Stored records
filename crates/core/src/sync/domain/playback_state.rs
use std::time::Instant;

use super::playback_sync::SyncError;

/// Timing for one playback session: when it started and how long the audio is.
///
/// Fixed once created; there is no seeking. Restarting playback means
/// creating a new state.
#[derive(Clone, Copy, Debug, PartialEq)]
pub struct PlaybackState {
    started_at: Instant,
    duration_seconds: f64,
}

impl PlaybackState {
    pub fn new(started_at: Instant, duration_seconds: f64) -> Result<Self, SyncError> {
        if !(duration_seconds > 0.0) {
            return Err(SyncError::NonPositiveDuration(duration_seconds));
        }
        Ok(Self {
            started_at,
            duration_seconds,
        })
    }

    pub fn started_at(&self) -> Instant {
        self.started_at
    }

    pub fn duration_seconds(&self) -> f64 {
        self.duration_seconds
    }

    /// Seconds between the start instant and `now`, never negative.
    pub fn elapsed_at(&self, now: Instant) -> f64 {
        now.saturating_duration_since(self.started_at).as_secs_f64()
    }
}

#[cfg(test)]
mod tests {
    use super::*;
    use approx::assert_relative_eq;
    use rstest::rstest;
    use std::time::Duration;

    #[test]
    fn test_elapsed_at() {
        let start = Instant::now();
        let state = PlaybackState::new(start, 120.0).unwrap();
        assert_relative_eq!(state.elapsed_at(start + Duration::from_millis(2500)), 2.5);
    }

    #[test]
    fn test_elapsed_before_start_is_zero() {
        let start = Instant::now() + Duration::from_secs(5);
        let state = PlaybackState::new(start, 120.0).unwrap();
        assert_eq!(state.elapsed_at(Instant::now()), 0.0);
    }

    #[rstest]
    #[case::zero(0.0)]
    #[case::negative(-3.0)]
    #[case::nan(f64::NAN)]
    fn test_rejects_non_positive_duration(#[case] duration: f64) {
        assert!(matches!(
            PlaybackState::new(Instant::now(), duration),
            Err(SyncError::NonPositiveDuration(_))
        ));
    }
}
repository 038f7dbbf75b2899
/// A lyric line that becomes active `offset` seconds into the track.
#[derive(Clone, Debug, PartialEq)]
pub struct LyricLine {
    pub offset: f64,
    pub text: String,
}

impl LyricLine {
    pub fn new(offset: f64, text: impl Into<String>) -> Self {
        Self {
            offset,
            text: text.into(),
        }
    }
}

/// Lyric lines in playback order.
///
/// The order is positional: lines are kept exactly as they were supplied,
/// and the sync rules assume offsets are non-decreasing.
#[derive(Clone, Debug, Default, PartialEq)]
pub struct LyricTrack {
    lines: Vec<LyricLine>,
}

impl LyricTrack {
    pub fn new(lines: Vec<LyricLine>) -> Self {
        Self { lines }
    }

    pub fn lines(&self) -> &[LyricLine] {
        &self.lines
    }

    pub fn len(&self) -> usize {
        self.lines.len()
    }

    pub fn is_empty(&self) -> bool {
        self.lines.is_empty()
    }

    pub fn is_ascending(&self) -> bool {
        self.lines.windows(2).all(|w| w[0].offset <= w[1].offset)
    }

    pub fn iter(&self) -> std::slice::Iter<'_, LyricLine> {
        self.lines.iter()
    }
}

impl From<Vec<LyricLine>> for LyricTrack {
    fn from(lines: Vec<LyricLine>) -> Self {
        Self::new(lines)
    }
}

impl<'a> IntoIterator for &'a LyricTrack {
    type Item = &'a LyricLine;
    type IntoIter = std::slice::Iter<'a, LyricLine>;

    fn into_iter(self) -> Self::IntoIter {
        self.lines.iter()
    }
}

#[cfg(test)]
mod tests {
    use super::*;

    fn track(offsets: &[f64]) -> LyricTrack {
        offsets
            .iter()
            .map(|o| LyricLine::new(*o, format!("at {o}")))
            .collect::<Vec<_>>()
            .into()
    }

    #[test]
    fn test_empty_track() {
        let t = LyricTrack::default();
        assert!(t.is_empty());
        assert_eq!(t.len(), 0);
        assert!(t.is_ascending());
    }

    #[test]
    fn test_lines_keep_supplied_order() {
        let t = track(&[3.0, 1.0, 2.0]);
        let offsets: Vec<f64> = t.iter().map(|l| l.offset).collect();
        assert_eq!(offsets, vec![3.0, 1.0, 2.0]);
    }

    #[test]
    fn test_is_ascending() {
        assert!(track(&[0.0, 0.0, 1.5, 9.0]).is_ascending());
        assert!(!track(&[0.0, 2.0, 1.0]).is_ascending());
    }
}
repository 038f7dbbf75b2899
use std::path::Path;

/// Hand the audio file to the platform's default player.
///
/// Failure is logged, not fatal: lyrics still sync without sound.
pub fn open_audio(path: &Path) {
    match open::that_detached(path) {
        Ok(()) => log::info!("Opened {} in the system player", path.display()),
        Err(e) => log::warn!("Could not open {}: {e}", path.display()),
    }
}
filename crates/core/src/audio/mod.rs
pub mod domain;
pub mod infrastructure;
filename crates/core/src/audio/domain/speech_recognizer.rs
use super::audio_segment::AudioSegment;
use crate::lyrics::domain::transcript_segment::TranscriptSegment;

/// Domain interface for speech-to-text transcription.
///
/// Implementations return one segment per detected utterance, with start
/// times in seconds.
pub trait SpeechRecognizer: Send {
    fn transcribe(
        &self,
        audio: &AudioSegment,
        language: &str,
    ) -> Result<Vec<TranscriptSegment>, Box<dyn std::error::Error>>;
}
use std::path::Path;

use crate::audio::domain::audio_reader::AudioReader;
use crate::audio::domain::audio_segment::AudioSegment;

/// Probes and decodes mp3/wav uploads using ffmpeg-next.
pub struct FfmpegAudioReader;

impl AudioReader for FfmpegAudioReader {
    fn probe_duration(&self, path: &Path) -> Result<f64, Box<dyn std::error::Error>> {
        ffmpeg_next::init()?;

        let ictx = ffmpeg_next::format::input(path)?;

        // Container duration is in AV_TIME_BASE units; fall back to the audio
        // stream's own duration when the container doesn't report one.
        let container = ictx.duration();
        if container > 0 {
            return Ok(container as f64 / f64::from(ffmpeg_next::ffi::AV_TIME_BASE));
        }

        let stream = ictx
            .streams()
            .best(ffmpeg_next::media::Type::Audio)
            .ok_or_else(|| format!("No audio stream in {}", path.display()))?;
        let seconds = stream.duration() as f64 * f64::from(stream.time_base());
        if seconds > 0.0 {
            Ok(seconds)
        } else {
            Err(format!("Could not determine duration of {}", path.display()).into())
        }
    }

    fn read_audio(
        &self,
        path: &Path,
        target_sample_rate: u32,
    ) -> Result<Option<AudioSegment>, Box<dyn std::error::Error>> {
        ffmpeg_next::init()?;

        let mut ictx = ffmpeg_next::format::input(path)?;

        let audio_stream = match ictx.streams().best(ffmpeg_next::media::Type::Audio) {
            Some(stream) => stream,
            None => return Ok(None),
        };

        let audio_stream_index = audio_stream.index();
        let codec_ctx =
            ffmpeg_next::codec::context::Context::from_parameters(audio_stream.parameters())?;
        let mut decoder = codec_ctx.decoder().audio()?;

        let mut resampler = ffmpeg_next::software::resampling::Context::get(
            decoder.format(),
            decoder.channel_layout(),
            decoder.rate(),
            ffmpeg_next::format::Sample::F32(ffmpeg_next::format::sample::Type::Planar),
            ffmpeg_next::ChannelLayout::MONO,
            target_sample_rate,
        )?;

        let mut all_samples: Vec<f32> = Vec::new();
        let mut decoded_frame = ffmpeg_next::util::frame::audio::Audio::empty();
        let mut resampled_frame = ffmpeg_next::util::frame::audio::Audio::empty();

        for (stream, packet) in ictx.packets() {
            if stream.index() != audio_stream_index {
                continue;
            }

            decoder.send_packet(&packet)?;
            while decoder.receive_frame(&mut decoded_frame).is_ok() {
                resampler.run(&decoded_frame, &mut resampled_frame)?;
                extract_f32_samples(&resampled_frame, &mut all_samples);
            }
        }

        decoder.send_eof()?;
        while decoder.receive_frame(&mut decoded_frame).is_ok() {
            resampler.run(&decoded_frame, &mut resampled_frame)?;
            extract_f32_samples(&resampled_frame, &mut all_samples);
        }

        // The resampler may still hold buffered samples.
        if let Ok(Some(delay)) = resampler.flush(&mut resampled_frame) {
            if delay.output > 0 {
                extract_f32_samples(&resampled_frame, &mut all_samples);
            }
        }

        log::debug!(
            "Decoded {} samples at {target_sample_rate} Hz from {}",
            all_samples.len(),
            path.display()
        );
        Ok(Some(AudioSegment::new(all_samples, target_sample_rate, 1)))
    }
}

/// Extract f32 samples from a planar mono resampled frame.
fn extract_f32_samples(frame: &ffmpeg_next::util::frame::audio::Audio, out: &mut Vec<f32>) {
    let num_samples = frame.samples();
    if num_samples == 0 {
        return;
    }
    out.extend_from_slice(&frame.plane::<f32>(0)[..num_samples]);
}

#[cfg(test)]
mod tests {
    use super::*;

    fn missing_file() -> &'static Path {
        if cfg!(windows) {
            Path::new("Z:\\nonexistent\\song.mp3")
        } else {
            Path::new("/nonexistent/song.mp3")
        }
    }

    #[test]
    fn test_read_audio_nonexistent_file() {
        assert!(FfmpegAudioReader.read_audio(missing_file(), 16000).is_err());
    }

    #[test]
    fn test_probe_duration_nonexistent_file() {
        assert!(FfmpegAudioReader.probe_duration(missing_file()).is_err());
    }
}
pub mod sync_worker;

**WHAT YOU NEED TO DO:**
Nothing should be returned except the lines from the first line of the data above through the line with "pub fn started_at(&self)", each one exact.

**THE ANSWER:**
filename crates/core/src/sync/domain/playback_state.rs
use std::time::Instant;

use super::playback_sync::SyncError;

/// Timing for one playback session: when it started and how long the audio is.
///
/// Fixed once created; there is no seeking. Restarting playback means
/// creating a new state.
#[derive(Clone, Copy, Debug, PartialEq)]
pub struct PlaybackState {
    started_at: Instant,
    duration_seconds: f64,
}

impl PlaybackState {
    pub fn new(started_at: Instant, duration_seconds: f64) -> Result<Self, SyncError> {
        if !(duration_seconds > 0.0) {
            return Err(SyncError::NonPositiveDuration(duration_seconds));
        }
        Ok(Self {
            started_at,
            duration_seconds,
        })
    }

    pub fn started_at(&self) -> Instant {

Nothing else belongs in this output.